Task requirements. What lines in the records include the string "matches"? Return each one.

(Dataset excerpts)
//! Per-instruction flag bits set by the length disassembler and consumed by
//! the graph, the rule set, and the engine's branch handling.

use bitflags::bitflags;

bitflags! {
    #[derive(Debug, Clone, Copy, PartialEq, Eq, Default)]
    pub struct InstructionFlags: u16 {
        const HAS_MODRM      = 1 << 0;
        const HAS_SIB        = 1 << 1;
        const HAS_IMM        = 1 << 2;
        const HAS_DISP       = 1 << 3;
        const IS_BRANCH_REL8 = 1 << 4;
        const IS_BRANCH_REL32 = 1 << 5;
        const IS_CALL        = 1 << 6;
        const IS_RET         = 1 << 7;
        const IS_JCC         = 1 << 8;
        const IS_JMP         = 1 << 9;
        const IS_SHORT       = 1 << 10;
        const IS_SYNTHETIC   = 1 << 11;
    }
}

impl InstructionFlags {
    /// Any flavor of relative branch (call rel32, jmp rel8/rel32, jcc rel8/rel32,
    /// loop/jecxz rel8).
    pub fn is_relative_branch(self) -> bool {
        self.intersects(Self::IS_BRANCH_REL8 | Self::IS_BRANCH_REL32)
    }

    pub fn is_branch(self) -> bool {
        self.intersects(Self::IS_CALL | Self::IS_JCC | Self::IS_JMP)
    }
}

---

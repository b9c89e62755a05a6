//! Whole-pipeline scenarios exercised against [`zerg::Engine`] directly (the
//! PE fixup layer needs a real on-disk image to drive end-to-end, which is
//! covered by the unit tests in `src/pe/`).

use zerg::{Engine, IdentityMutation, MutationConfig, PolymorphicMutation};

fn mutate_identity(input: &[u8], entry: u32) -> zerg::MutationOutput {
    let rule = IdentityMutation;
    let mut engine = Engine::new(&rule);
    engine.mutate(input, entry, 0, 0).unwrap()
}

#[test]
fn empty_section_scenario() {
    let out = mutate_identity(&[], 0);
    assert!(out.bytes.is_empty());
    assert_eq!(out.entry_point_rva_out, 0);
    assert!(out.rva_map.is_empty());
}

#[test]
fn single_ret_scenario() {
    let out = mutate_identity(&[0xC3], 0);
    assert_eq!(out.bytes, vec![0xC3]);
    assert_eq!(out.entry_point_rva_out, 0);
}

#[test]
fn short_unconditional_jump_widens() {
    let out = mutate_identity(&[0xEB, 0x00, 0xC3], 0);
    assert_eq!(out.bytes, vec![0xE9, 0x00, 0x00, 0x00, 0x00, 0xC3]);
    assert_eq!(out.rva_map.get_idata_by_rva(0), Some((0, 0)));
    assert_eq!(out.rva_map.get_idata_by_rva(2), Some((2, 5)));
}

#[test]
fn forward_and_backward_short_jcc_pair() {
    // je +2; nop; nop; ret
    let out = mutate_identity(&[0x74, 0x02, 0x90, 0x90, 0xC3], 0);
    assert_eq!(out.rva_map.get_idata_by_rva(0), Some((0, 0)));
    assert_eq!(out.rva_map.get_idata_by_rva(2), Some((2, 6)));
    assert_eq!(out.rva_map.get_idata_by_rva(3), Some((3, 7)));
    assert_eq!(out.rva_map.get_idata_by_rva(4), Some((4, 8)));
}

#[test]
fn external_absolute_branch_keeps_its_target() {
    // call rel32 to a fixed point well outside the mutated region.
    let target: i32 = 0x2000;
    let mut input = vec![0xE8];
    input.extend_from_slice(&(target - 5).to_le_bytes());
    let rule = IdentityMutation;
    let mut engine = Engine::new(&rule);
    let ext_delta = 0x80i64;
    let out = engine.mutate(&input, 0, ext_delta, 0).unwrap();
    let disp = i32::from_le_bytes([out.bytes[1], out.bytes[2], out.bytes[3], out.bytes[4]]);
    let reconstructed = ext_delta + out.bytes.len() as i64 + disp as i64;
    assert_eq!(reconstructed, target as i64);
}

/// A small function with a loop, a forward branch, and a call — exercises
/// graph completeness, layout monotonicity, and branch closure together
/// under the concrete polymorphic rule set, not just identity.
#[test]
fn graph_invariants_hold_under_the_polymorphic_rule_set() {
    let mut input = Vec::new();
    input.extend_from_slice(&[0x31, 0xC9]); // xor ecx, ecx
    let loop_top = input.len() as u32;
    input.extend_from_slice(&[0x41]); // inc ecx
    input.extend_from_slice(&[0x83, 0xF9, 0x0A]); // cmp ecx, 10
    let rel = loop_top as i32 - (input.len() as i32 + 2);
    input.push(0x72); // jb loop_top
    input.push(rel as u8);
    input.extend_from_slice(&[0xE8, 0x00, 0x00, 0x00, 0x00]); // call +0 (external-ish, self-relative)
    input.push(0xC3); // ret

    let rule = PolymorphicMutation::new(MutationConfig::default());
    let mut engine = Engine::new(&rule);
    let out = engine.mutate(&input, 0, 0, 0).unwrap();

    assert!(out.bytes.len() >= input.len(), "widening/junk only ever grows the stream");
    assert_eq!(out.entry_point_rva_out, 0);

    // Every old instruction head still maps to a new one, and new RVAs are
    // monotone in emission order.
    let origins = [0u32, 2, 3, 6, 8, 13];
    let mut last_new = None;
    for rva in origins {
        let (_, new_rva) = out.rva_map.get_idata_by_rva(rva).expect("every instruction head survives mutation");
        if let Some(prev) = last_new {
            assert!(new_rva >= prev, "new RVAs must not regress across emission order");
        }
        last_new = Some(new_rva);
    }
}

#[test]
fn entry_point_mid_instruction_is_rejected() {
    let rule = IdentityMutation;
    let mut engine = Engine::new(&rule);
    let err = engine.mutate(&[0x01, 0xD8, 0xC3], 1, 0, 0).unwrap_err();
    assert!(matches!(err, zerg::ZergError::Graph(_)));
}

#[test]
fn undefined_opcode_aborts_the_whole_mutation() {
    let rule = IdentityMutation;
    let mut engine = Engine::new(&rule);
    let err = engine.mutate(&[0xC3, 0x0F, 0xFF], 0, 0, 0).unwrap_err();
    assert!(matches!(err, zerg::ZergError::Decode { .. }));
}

==

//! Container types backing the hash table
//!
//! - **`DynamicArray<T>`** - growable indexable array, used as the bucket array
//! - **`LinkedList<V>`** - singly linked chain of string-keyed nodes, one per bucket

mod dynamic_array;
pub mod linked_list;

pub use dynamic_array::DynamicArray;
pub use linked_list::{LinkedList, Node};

Expected answer.
    assert!(matches!(err, zerg::ZergError::Graph(_)));
    assert!(matches!(err, zerg::ZergError::Decode { .. }));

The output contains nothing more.